Coffee and Infertility
Coffee and Infertility
Caffeine and Infertility: What You Should Know
The causes of infertility are often due to more than just one reason. While women will automatically assume the problem lies within herself, and will rush to make an appointment with an infertility specialist, when one of the problems could be the types of beverage intake. The importance of weeding out possible external reasons first could save you time, pain, and money. Many women assume that the reasons for the infertility are complicated and probably will require extensive exams, calendar timing, and probing.
Considerable research had been done about the effects of caffeine and infertility. Early studies concluded that coffee, tea, chocolate, and soda pop didn’t have negative effects on the reproduction system or to the unborn child. Other studies found the opposite. However, researchers didn’t take into consideration other lifestyle factors that might add to infertility, birth defects, or miscarriages.
We are blessed in this day of more thorough research and modern medical miracles.
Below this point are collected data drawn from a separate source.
//! A headless carousel engine.
//!
//! For the view-adapter lifecycle shell (listeners, notifications, slide cloning), see the
//! `carousel-adapter` crate.
//!
//! This crate holds the parts of a slide carousel that have real invariants: the current
//! index and pixel offset, the algorithm that picks the next offset for a step, jump or swipe,
//! the clone-based infinite loop, and touch gesture classification.
//!
//! It is UI-agnostic. A DOM/GUI/TUI layer is expected to provide:
//! - frame, strip and per-slide widths (a [`Measurement`])
//! - touch points and timestamps
//! - a way to apply the returned [`Translate`] commands
#![cfg_attr(not(feature = "std"), no_std)]
#![forbid(unsafe_code)]

extern crate alloc;

#[cfg(test)]
extern crate std;

#[macro_use]
mod macros;

mod carousel;
mod ease;
mod geometry;
mod gesture;
pub mod infinite;
pub mod navigation;
mod options;
mod state;
mod types;

#[cfg(test)]
mod tests;

pub use carousel::Carousel;
pub use ease::{Ease, ParseEaseError};
pub use geometry::{Geometry, Measurement};
pub use gesture::{
    GestureRecognizer, Release, SWIPE_MAX_MS, SWIPE_MIN_PX, TouchPoint, is_valid_swipe,
};
pub use navigation::{NavContext, Plan, Seam};
pub use options::{CarouselOptions, ClassNames};
pub use state::{CarouselState, Controls};
pub use types::{Direction, NavRequest, Px, SlideOutcome, SlideRect, TouchOutcome, Translate};
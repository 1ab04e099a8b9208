use alloc::vec::Vec;

use crate::{Px, SlideRect};

/// Raw layout readings taken by the view layer.
#[derive(Clone, Debug, Default, PartialEq, Eq)]
#[cfg_attr(feature = "serde", derive(serde::Serialize, serde::Deserialize))]
pub struct Measurement {
    /// Frame (viewport) width including margins.
    pub frame_width: Px,
    /// Slide container width including margins, as reported by the layout engine.
    pub strip_width: Px,
    /// The translation the strip is currently rendered at.
    pub strip_left: Px,
    /// Every slide in strip order, clones included.
    pub slides: Vec<SlideRect>,
}

impl Measurement {
    /// Builds a measurement for slides laid out back to back from `widths`.
    pub fn from_widths(frame_width: Px, widths: impl IntoIterator<Item = Px>) -> Self {
        let mut offset: Px = 0;
        let slides: Vec<SlideRect> = widths
            .into_iter()
            .map(|w| {
                let rect = SlideRect::new(offset, w);
                offset = offset.saturating_add(w);
                rect
            })
            .collect();
        Self {
            frame_width,
            strip_width: offset,
            strip_left: 0,
            slides,
        }
    }
}

/// Derived layout cache. Always rebuilt wholesale from a [`Measurement`].
#[derive(Clone, Debug, Default, PartialEq, Eq)]
#[cfg_attr(feature = "serde", derive(serde::Serialize, serde::Deserialize))]
pub struct Geometry {
    frame_width: Px,
    strip_width: Px,
    slides: Vec<SlideRect>,
    slides_fit_in_frame: bool,
}

impl Geometry {
    pub fn from_measurement(m: &Measurement) -> Self {
        let frame_width = m.frame_width;
        let mut strip_width = m.strip_width;

        // A container that has not laid out its children yet reports the frame's width.
        if frame_width == strip_width {
            strip_width = m
                .slides
                .iter()
                .fold(0, |acc: Px, s| acc.saturating_add(s.width));
        }

        let slides_fit_in_frame = match m.slides.first() {
            Some(first) if first.width > 0 => {
                m.slides.iter().all(|s| s.width == first.width) && frame_width % first.width == 0
            }
            _ => false,
        };

        Self {
            frame_width,
            strip_width,
            slides: m.slides.clone(),
            slides_fit_in_frame,
        }
    }

    pub fn frame_width(&self) -> Px {
        self.frame_width
    }

    pub fn strip_width(&self) -> Px {
        self.strip_width
    }

    pub fn slides(&self) -> &[SlideRect] {
        &self.slides
    }

    pub fn slide(&self, index: usize) -> Option<SlideRect> {
        self.slides.get(index).copied()
    }

    pub fn count(&self) -> usize {
        self.slides.len()
    }

    pub fn is_empty(&self) -> bool {
        self.slides.is_empty()
    }

    /// Every slide has the same width and a whole number of them fills the frame.
    pub fn slides_fit_in_frame(&self) -> bool {
        self.slides_fit_in_frame
    }

    /// Drag range of the strip. Negative when the strip is narrower than the frame.
    pub fn max_offset(&self) -> Px {
        self.strip_width.saturating_sub(self.frame_width)
    }

    /// Clamps a strip offset to `[-max_offset, 0]`.
    pub fn clamp_offset(&self, offset: Px) -> Px {
        offset.max(-self.max_offset()).min(0)
    }

    /// The strip offset that aligns slide `index` with the frame's left edge.
    pub fn anchor_offset(&self, index: usize) -> Px {
        self.slide(index).map_or(0, |s| -s.offset)
    }
}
Now we have access to much of the research being done so that we can eliminate the lesser causes ourselves, saving a lot of the grief and time consuming methods at the gynecologist’s office.
The newest evidence is believed to prove decisively that caffeine does indeed induce miscarriages. The January 2008 study by The American Journal of Obstetrics and Gynecology, states that pregnant women drinking more than 200 milligrams of caffeine a day, which is the same as about two cups of coffee, stand to have double the risk of miscarriage as women who consume no caffeine at all.
The reason caffeine is so detrimental when pregnant is because it can be absorbed by the placenta into the unborn child causing difficulty in metabolizing the caffeine. It can also effect the cell development and lessen the flow of blood to the placenta. This is called vasoconstriction, which means restrictive blood flow that can cause a miscarriage or considerably low birth weight. Caffeine can also cause colic, agitation, and inability to sleep when ingested through breast milk when the mother drinks more than one cup of coffee a day.
For many of us with a great desire to conceive a baby, quitting coffee, soda, tea, and hot chocolate consumption is a sacrifice when those beverages have become a staple in providing more energy in our day. Just think of the needed abstinence as temporary until conception has been achieved and nursing is over. Chances are that once the intake of these beverages is stopped, and you have become used to being caffeine-free, you will notice that you feel much better anyway. Decaffeinated beverages are always a viable choice. You still get the taste, but lose the dangerous effects to your unborn baby.